The relationship between the rider and the mount is perfectly analogous to the relationship between Adam’s own mind and body. In this case, the body is his “animal component,” and the mind is his “spiritual component.” Thus, Adam’s impetus in the universe may also be described as: “raising the animal and lowering the spiritual,” both in himself and the world around him. [61]

This can play out in many different ways. Again, one of the strengths of this book is the way it integrates its themes into these core principles, while also expressing how those distribute out: condensing and expounding. He offers many different examples to illustrate these fundamental principles.

For instance, bread-making is a materialization of fine principles, a bringing down into matter, and then cooking is a raising up of flesh. Now, you may or not find that persuasive—I think there is something important there. But what he does throughout the book is show how these principles can bring light to bear upon many different phenomena that we would not give significance to, and as a result would not be attentive to. But throughout this book, there are many points where there are “Aha!” moments, because these fundamental principles really do shed a lot of light. There are issues with them at points, but they are worth attending to. There is a lot going on there.

Pageau relates further things to this, such as male and female.

[I]n order to create Adam in his image, God made Adam a creator or “reproducer” of his own image. Only then was the microcosm truly complete, when the image contained its own image within itself…. To truly grasp the significance of gender in the Bible, it is important to understand that Adam is the union of heaven and earth at the cosmic level, and that this union translates into a sexual union at the human level. Therefore, the male and female sides each re-present one half of the equation. The male is responsible for materializing meaning into seed, and the female is responsible for refining matter into food.

On the one side of the equation, the father produces the seed that implicitly contains the essence of humanity. Therefore, the role of the male is directly connected to heaven and language. On the other side of the equation, like the earth itself, the mother provides sustenance in the form of food. In particular, she raises food from her own body, first in the womb, and then in the breast. [68-69]

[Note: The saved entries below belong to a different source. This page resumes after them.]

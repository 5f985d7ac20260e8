//! Text completion for the QuickAI service.
//!
//! [`CompletionProvider`] is the seam the generation dispatcher calls;
//! [`OpenAiCompatClient`] implements it against any OpenAI-compatible
//! `/chat/completions` endpoint.

pub mod client;
pub mod config;
pub mod types;

use async_trait::async_trait;

pub use client::OpenAiCompatClient;
pub use config::CompletionConfig;
pub use types::{ChatMessage, CompletionRequest, Role};

/// Errors from the completion layer.
#[derive(Debug, thiserror::Error)]
pub enum CompletionError {
    /// The HTTP request itself failed (network, DNS, TLS, timeout).
    #[error("HTTP request failed: {0}")]
    Request(#[from] reqwest::Error),

    /// The provider returned a non-2xx status code.
    #[error("Completion API error ({status}): {body}")]
    Api {
        /// HTTP status code.
        status: u16,
        /// Raw response body for debugging.
        body: String,
    },

    /// The provider answered 2xx but without any message content.
    #[error("Completion API returned no content")]
    EmptyResponse,
}

/// Something that turns a chat prompt into text.
#[async_trait]
pub trait CompletionProvider: Send + Sync {
    async fn complete(&self, request: CompletionRequest) -> Result<String, CompletionError>;
}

And so, the mother is associated with giving flesh to the child. The father gives the principle; the mother gives the flesh. Now, this, in part, is based upon a more primitive form of phenomenological cosmology, but there is truth to it on that level and it is important to understand how this plays out, in terms of the symbolism of heaven and earth.

Within Scripture, we see this fleshed out in other ways. So, the man is born of the adamah, which is associated with the woman. The woman is associated with the earth. The man is associated with the heavens, and the father figure of God, who acts from the heavens. And so, there is symbolism playing out within the text. Much of this is unwelcome within the current context, but it is important to recognize it is there within Genesis, and it is has great significance throughout the Scriptures in various ways. It is important to get back to this and see what is going on. I think that Pageau is very illuminating on these sorts of points. Even though there are points where I disagree, he has got the fundamental principles right.

Because human beings can multiply, the body of humanity can extend out into the world as well. We are not just single individuals, but we can form the body as the social body, the wider body of the human society—or the human race more generally. There are nested microcosms. And so, we have a more general cosmic level reality with heaven and earth. Then we have the social level, with the heaven and earth order, with the head of society, and then the body of society. And then we have it relating to sexual relations between the man and the woman. And then we have it relating to the life of the human body itself, and how we relate to our own bodies.

In each one of these levels, we can see analogies flowing between them. It is also connected to things like law and deed. The law is the principle that comes down, and the deed is the body that expresses it. There are problems that can come when you just have the pure law—the dazzling light of the pure law—which has not been expressed by matter. What you need is for the law to be made clear through many different cases, and those cases make the situations clear by bringing the light to bear upon them. But they also enable us to see the light with more distinction, because it is not just dazzling. It enables us to see the specific case and how justice applies in this specific case, and how that is an expression of the core light of the law, but without being dazzled by that. The core principle is expressed through the case law, like extending breath out into the body.

There are a couple of statements that I found helpful on this: ‘Laws bring light and meaning to human events, and human questions or “problems” provide tangible expressions for God’s spirit’ and ‘the Law is analogous to a tree and the deeds to its fruit. These fruits are concrete facts that point to a higher identity, or “fruits with their seed in them” [83].’ Consequently, you can know the identity of the seed through the fruits. It is that core thing that is expressed through its material expressions—that more abstract principle, that fine principle that gets expressed in more concrete ways.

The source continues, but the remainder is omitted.